Archive for May, 2022

On May 13, a Malama Na Honu volunteer called the hotline at dusk to report a large female green sea turtle hauling onto the beach was entangled with a fishing lure. Photos revealed a large orange bobber with trailing monofilament line was cutting into the turtle’s right fore-flipper. Unfortunately, it was too late in the day–too dark–to respond. Based on the photos, NOAA’s Marine Turtle Stranding Program determined intervention was likely necessary.

PC: C. Keesee

On May 18, the turtle was sighted again, this time without the bobber. But a deep wound remained and monofilament line was encircling and strangulating the flipper. It was determined that surgery was needed to treat the wound and save the limb. NOAA’s Marine Turtle Stranding Program organized transport to the Maui Ocean Center where radiographs revealed a pathological fracture, requiring amputation of the flipper. Follow-up care and rehabilitation should result in the eventual release of this turtle. Amazingly, sea turtles adjust to missing a flipper and can swim and move on the beach with three flippers.

This past weekend a visitor reported a basking turtle with a fishing lure and two small treble hooks caught on the neck of a large honu.

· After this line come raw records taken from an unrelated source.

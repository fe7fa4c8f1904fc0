//! PDF text extraction.
//!
//! Content streams are interpreted by `pdf-extract`. Before handing the
//! buffer over, the decoder checks that the file trailer is present, so a
//! truncated download is reported as malformed instead of being parsed by
//! a recovery path that may return partial text.

use crate::common::Result;
use crate::extract::{DecodeContext, Decoder};
use memchr::memmem;
use std::panic::{self, AssertUnwindSafe};
use tracing::warn;

/// Only the tail of the file is searched for the trailer markers.
const TRAILER_WINDOW: usize = 4096;

/// Decoder for PDF documents.
#[derive(Debug, Default, Clone, Copy)]
pub struct PdfDecoder;

impl Decoder for PdfDecoder {
    fn decode(&self, input: &[u8], ctx: &DecodeContext<'_>) -> Result<String> {
        check_trailer(input, ctx)?;

        // The content stream interpreter panics on some malformed inputs
        let outcome = panic::catch_unwind(AssertUnwindSafe(|| {
            pdf_extract::extract_text_from_mem(input)
        }));

        match outcome {
            Ok(Ok(text)) => Ok(normalize_layout(&text)),
            Ok(Err(e)) => {
                warn!(error = %e, "PDF extraction failed");
                Err(ctx.malformed(e.to_string()))
            },
            Err(_) => {
                warn!("PDF extraction panicked");
                Err(ctx.malformed("unreadable content streams"))
            },
        }
    }
}

fn check_trailer(input: &[u8], ctx: &DecodeContext<'_>) -> Result<()> {
    let tail = &input[input.len().saturating_sub(TRAILER_WINDOW)..];
    if memmem::rfind(tail, b"%%EOF").is_none() {
        return Err(ctx.malformed("missing %%EOF marker"));
    }
    if memmem::rfind(tail, b"startxref").is_none() {
        return Err(ctx.malformed("missing startxref"));
    }
    Ok(())
}

/// Trim trailing spaces from every line and collapse runs of blank lines
/// into one.
fn normalize_layout(text: &str) -> String {
    let mut out = String::with_capacity(text.len());
    let mut blank_run = 0usize;

    for line in text.lines() {
        let line = line.trim_end();
        if line.is_empty() {
            blank_run += 1;
            continue;
        }
        if !out.is_empty() {
            out.push_str(if blank_run > 0 { "\n\n" } else { "\n" });
        }
        out.push_str(line);
        blank_run = 0;
    }

    out
}

#[cfg(test)]
mod tests {
    use super::*;
    use crate::common::FormatTag;
    use crate::extract::ExtractOptions;

    fn decode(data: &[u8]) -> Result<String> {
        let options = ExtractOptions::default();
        let ctx = DecodeContext::new(&options, FormatTag::Pdf);
        PdfDecoder.decode(data, &ctx)
    }

    #[test]
    fn test_truncated_pdf_is_malformed() {
        let err = decode(b"%PDF-1.7\n1 0 obj\n<< /Type /Catalog").unwrap_err();
        assert!(err.is_malformed());
        assert_eq!(err.format(), Some(FormatTag::Pdf));
    }

    #[test]
    fn test_garbage_body_is_malformed() {
        let err = decode(b"%PDF-1.4\ngarbage\nstartxref\n999999\n%%EOF\n").unwrap_err();
        assert!(err.is_malformed());
    }

    #[test]
    fn test_normalize_layout() {
        assert_eq!(
            normalize_layout("\n\nTitle  \n\n\n\nBody line\nnext   \n\n"),
            "Title\n\nBody line\nnext"
        );
        assert_eq!(normalize_layout(""), "");
    }
}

It was determined the lure with small hooks was not life-threatening, but the trailing monofilament line could entangle and strangle the neck and/or limbs, and a fisherman on the scene was able to remove the line. NOAA has a Fishing Around Sea Turtle (FAST)program for fishermen to cut away fishing lines in an effort to prevent deadly entanglements. Hopefully in the next few days, this honu will reappear for the team to respond and remove the lure. 

PC: D. Warden

Yesterday, a fisherman called the hotline to report hooking a large sea turtle with a barbless hook and that the line broke with about 10” of trailing line. When fishermen can not bring the turtle to shore or a boat to remove the fishing lines, it’s recommended (with a turtle or seal!) to call the stranding hotline at 1-888-256-9840. The stranding network can trigger a search for the entangled animal to prevent injury and/or death.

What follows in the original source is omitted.